La prospection commerciale : l’utilisation des données pour le démarchage, notamment par email et téléphone.
La surveillance des salariés : les outils de monitoring de l’activité des employés en télétravail.
La sécurité des données : les mesures de protection, notamment face aux cyberattaques.
Les droits des personnes : la réponse aux demandes d’accès, d’effacement et d’opposition.
4. Comment la CNIL ouvre-t-elle un dossier ?
Un contrôle CNIL peut s’ouvrir de trois façons :
Suite à une plainte d’un particulier : c’est la source la plus fréquente. Un client mécontent, un ancien salarié, ou un prospect qui n’arrive pas à exercer ses droits peut saisir la CNIL.
Sur initiative propre de la CNIL : la Commission effectue des contrôles programmés sur des secteurs ou thématiques prioritaires.
Suite à un signalement : médias, autorités publiques ou autres organismes peuvent alerter la CNIL sur une pratique suspecte.
Contrairement à une idée reçue, la CNIL ne se concentre pas uniquement sur les grandes entreprises. La procédure simplifiée mise en place en 2022 lui permet de traiter rapidement les dossiers impliquant des petites structures.
5. FAQ
La CNIL peut-elle contrôler mon entreprise sans prévenir ?
Oui. La CNIL peut effectuer des contrôles sur place sans notification préalable, sur convocation, ou à distance. Elle peut également effectuer des contrôles en ligne sans s’identifier.
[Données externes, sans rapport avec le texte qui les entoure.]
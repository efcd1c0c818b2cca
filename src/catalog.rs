//! Whole-file JSON persistence for the catalog.
//!
//! The catalog is a single pretty-printed array of [`BookRecord`]s. Every
//! write replaces the file through a temporary file in the same directory
//! and a rename, so readers only ever see a complete document.

use std::collections::HashSet;
use std::fs;
use std::io::Write;
use std::path::{Path, PathBuf};

use tempfile::NamedTempFile;

use crate::error::{Result, ShelfError};
use crate::models::BookRecord;

/// Reads and validates the catalog. Nothing is written on failure.
pub fn load(path: &Path) -> Result<Vec<BookRecord>> {
  let raw = fs::read_to_string(path)?;
  let records: Vec<BookRecord> = serde_json::from_str(&raw)?;
  validate(&records)?;
  log::debug!("loaded {} catalog entries from {}", records.len(), path.display());
  Ok(records)
}

/// Like [`load`], but a catalog that does not exist yet is empty.
pub fn load_or_empty(path: &Path) -> Result<Vec<BookRecord>> {
  if !path.exists() {
    log::info!("catalog {} does not exist yet, starting empty", path.display());
    return Ok(Vec::new());
  }
  load(path)
}

/// Every entry needs a non-blank id, unique across the catalog. Ids are
/// compared exactly as written.
pub fn validate(records: &[BookRecord]) -> Result<()> {
  let mut seen: HashSet<&str> = HashSet::with_capacity(records.len());
  for (index, record) in records.iter().enumerate() {
    let id = record.id.as_str();
    if id.trim().is_empty() {
      return Err(ShelfError::InvalidCatalog(format!(
        "entry {} ({}) has no id",
        index,
        record.label()
      )));
    }
    if !seen.insert(id) {
      return Err(ShelfError::InvalidCatalog(format!(
        "id {} appears more than once",
        id
      )));
    }
  }
  Ok(())
}

pub fn save(path: &Path, records: &[BookRecord]) -> Result<()> {
  validate(records)?;
  let dir = match path.parent() {
    Some(parent) if !parent.as_os_str().is_empty() => parent.to_path_buf(),
    _ => PathBuf::from("."),
  };
  let mut file = NamedTempFile::new_in(&dir)?;
  serde_json::to_writer_pretty(&mut file, records)?;
  file.write_all(b"\n")?;
  file.as_file().sync_all()?;
  file.persist(path).map_err(|err| ShelfError::Io(err.error))?;
  log::info!("wrote {} catalog entries to {}", records.len(), path.display());
  Ok(())
}

/// Periodic full writes during long batch passes, so an interrupted run
/// loses at most `every` items of work.
pub struct Checkpoint {
  path: PathBuf,
  every: usize,
  pending: usize,
}

impl Checkpoint {
  pub fn new(path: &Path, every: usize) -> Self {
    Checkpoint {
      path: path.to_path_buf(),
      every,
      pending: 0,
    }
  }

  /// Records one changed item and writes when `every` changes have piled up.
  /// Returns whether a write happened. `every == 0` disables checkpoints.
  pub fn record_change(&mut self, records: &[BookRecord]) -> Result<bool> {
    self.pending += 1;
    if self.every == 0 || self.pending < self.every {
      return Ok(false);
    }
    log::info!("checkpoint after {} changes", self.pending);
    save(&self.path, records)?;
    self.pending = 0;
    Ok(true)
  }

  /// Writes any changes not yet covered by a checkpoint.
  pub fn finish(&mut self, records: &[BookRecord]) -> Result<bool> {
    if self.pending == 0 {
      return Ok(false);
    }
    save(&self.path, records)?;
    self.pending = 0;
    Ok(true)
  }
}

#[cfg(test)]
mod tests {
  use super::{load, load_or_empty, save, Checkpoint};
  use crate::error::ShelfError;
  use crate::models::BookRecord;
  use std::fs;

  fn record(id: &str, title: &str) -> BookRecord {
    let mut record = BookRecord::new(id);
    record.title = Some(title.to_string());
    record
  }

  #[test]
  fn save_then_load_keeps_order_and_fields() {
    let dir = tempfile::tempdir().unwrap();
    let path = dir.path().join("books.json");
    let mut dune = record("b", "Dune");
    dune.categories = Some(vec!["Fiction".to_string(), "Classics".to_string()]);
    save(&path, &[dune.clone(), record("a", "Emma")]).unwrap();

    let raw = fs::read_to_string(&path).unwrap();
    assert!(raw.contains("\n  {\n"), "expected pretty output: {}", raw);

    let loaded = load(&path).unwrap();
    assert_eq!(loaded.len(), 2);
    assert_eq!(loaded[0], dune);
    assert_eq!(loaded[1].id, "a");
  }

  #[test]
  fn rejects_duplicate_ids() {
    let dir = tempfile::tempdir().unwrap();
    let path = dir.path().join("books.json");
    fs::write(&path, r#"[{"id":"x","title":"A"},{"id":"x","title":"B"}]"#).unwrap();
    let err = load(&path).unwrap_err();
    assert!(matches!(err, ShelfError::InvalidCatalog(_)), "{}", err);
  }

  #[test]
  fn rejects_missing_id() {
    let dir = tempfile::tempdir().unwrap();
    let path = dir.path().join("books.json");
    fs::write(&path, r#"[{"title":"No id here"}]"#).unwrap();
    let err = load(&path).unwrap_err();
    assert!(err.to_string().contains("has no id"), "{}", err);
  }

  #[test]
  fn ids_are_compared_as_written() {
    let dir = tempfile::tempdir().unwrap();
    let path = dir.path().join("books.json");
    fs::write(&path, r#"[{"id":"a","title":"A"},{"id":" a","title":"B"}]"#).unwrap();
    let loaded = load(&path).unwrap();
    assert_eq!(loaded[1].id, " a");

    fs::write(&path, r#"[{"id":"  ","title":"Blank"}]"#).unwrap();
    assert!(matches!(load(&path).unwrap_err(), ShelfError::InvalidCatalog(_)));
  }

  #[test]
  fn malformed_json_is_an_error() {
    let dir = tempfile::tempdir().unwrap();
    let path = dir.path().join("books.json");
    fs::write(&path, "[{\"id\": \"a\"").unwrap();
    assert!(matches!(load(&path).unwrap_err(), ShelfError::Json(_)));
  }

  #[test]
  fn invalid_records_are_never_written() {
    let dir = tempfile::tempdir().unwrap();
    let path = dir.path().join("books.json");
    save(&path, &[record("a", "Emma")]).unwrap();
    assert!(save(&path, &[record("a", "Emma"), record("a", "Dune")]).is_err());
    assert_eq!(load(&path).unwrap().len(), 1);
  }

  #[test]
  fn missing_catalog_loads_empty() {
    let dir = tempfile::tempdir().unwrap();
    assert!(load_or_empty(&dir.path().join("none.json")).unwrap().is_empty());
  }

  #[test]
  fn checkpoint_writes_every_n_changes() {
    let dir = tempfile::tempdir().unwrap();
    let path = dir.path().join("books.json");
    let records = vec![record("a", "Emma")];
    let mut checkpoint = Checkpoint::new(&path, 2);

    assert!(!checkpoint.record_change(&records).unwrap());
    assert!(!path.exists());
    assert!(checkpoint.record_change(&records).unwrap());
    assert!(path.exists());
    assert!(!checkpoint.finish(&records).unwrap());
    assert!(!checkpoint.record_change(&records).unwrap());
    assert!(checkpoint.finish(&records).unwrap());
  }
}
use reqwest::blocking::Client;
use serde::Deserialize;

use crate::config::{Config, DRIVE_BASE_URL};
use crate::error::Result;
use crate::http::{self, RetryPolicy};
use crate::models::RemoteFile;

const SERVICE: &str = "drive";
const FOLDER_MIME: &str = "application/vnd.google-apps.folder";
const PAGE_SIZE: &str = "1000";
const LIST_FIELDS: &str = "nextPageToken, files(id, name, createdTime, mimeType)";

/// The cloud folder holding the library files.
pub trait RemoteStore {
  /// Every non-folder, non-trashed file in the folder, in listing order.
  fn list_files(&self) -> Result<Vec<RemoteFile>>;
  fn delete_file(&self, id: &str) -> Result<()>;
}

#[derive(Deserialize)]
#[serde(rename_all = "camelCase")]
struct FileListPage {
  #[serde(default)]
  files: Vec<RemoteFile>,
  next_page_token: Option<String>,
}

/// Google Drive v3 client for one folder, authenticated with a bearer token.
pub struct DriveClient {
  http: Client,
  base_url: String,
  token: String,
  folder_id: String,
  retry: RetryPolicy,
}

impl DriveClient {
  pub fn new(token: String, folder_id: String) -> Result<Self> {
    Self::with_base_url(token, folder_id, DRIVE_BASE_URL.to_string())
  }

  pub fn with_base_url(token: String, folder_id: String, base_url: String) -> Result<Self> {
    Ok(DriveClient {
      http: http::build_client()?,
      base_url: base_url.trim_end_matches('/').to_string(),
      token,
      folder_id,
      retry: RetryPolicy::default(),
    })
  }

  pub fn from_config(config: &Config) -> Result<Self> {
    let folder_id = config.require_folder_id()?.to_string();
    let token = config.access_token()?;
    Self::with_base_url(token, folder_id, config.drive_base_url.clone())
  }

  pub fn with_retry(mut self, retry: RetryPolicy) -> Self {
    self.retry = retry;
    self
  }

  fn folder_query(&self) -> String {
    format!(
      "'{}' in parents and trashed = false and mimeType != '{}'",
      self.folder_id.replace('\'', "\\'"),
      FOLDER_MIME
    )
  }
}

impl RemoteStore for DriveClient {
  fn list_files(&self) -> Result<Vec<RemoteFile>> {
    let url = format!("{}/files", self.base_url);
    let query = self.folder_query();
    let mut files = Vec::new();
    let mut page_token: Option<String> = None;
    let mut pages = 0usize;

    loop {
      let response = http::send_with_retry(SERVICE, &self.retry, || {
        let mut request = self
          .http
          .get(&url)
          .bearer_auth(&self.token)
          .query(&[("q", query.as_str()), ("fields", LIST_FIELDS), ("pageSize", PAGE_SIZE)]);
        if let Some(token) = page_token.as_deref() {
          request = request.query(&[("pageToken", token)]);
        }
        request
      })?;
      let page: FileListPage = response.json()?;
      pages += 1;
      files.extend(
        page
          .files
          .into_iter()
          .filter(|file| file.mime_type.as_deref() != Some(FOLDER_MIME)),
      );

      match page.next_page_token.filter(|token| !token.is_empty()) {
        Some(token) => page_token = Some(token),
        None => break,
      }
    }

    log::info!("listed {} remote files in {} page(s)", files.len(), pages);
    Ok(files)
  }

  fn delete_file(&self, id: &str) -> Result<()> {
    let url = format!("{}/files/{}", self.base_url, urlencoding::encode(id));
    http::send_with_retry(SERVICE, &self.retry, || {
      self.http.delete(&url).bearer_auth(&self.token)
    })?;
    log::info!("deleted remote file {}", id);
    Ok(())
  }
}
Combien de temps ai-je pour répondre à une mise en demeure de la CNIL ?
Le délai est fixé par la CNIL dans la décision de mise en demeure. Il est généralement de 1 à 3 mois selon la complexité des manquements constatés.
Quel est le point de départ le plus simple pour se mettre en conformité ?
Le registre des activités de traitement. C’est la pièce centrale de la conformité RGPD et le premier document que la CNIL demande lors d’un contrôle. Une fois votre registre en ordre, vous aurez une vision claire de l’ensemble de vos traitements et des points restants à traiter.
Article structuré selon les exigences de l’Article 30 du RGPD. Sources : CNIL (cnil.fr), Règlement (UE) 2016/679, Bilan CNIL 2024 (vie-publique.fr).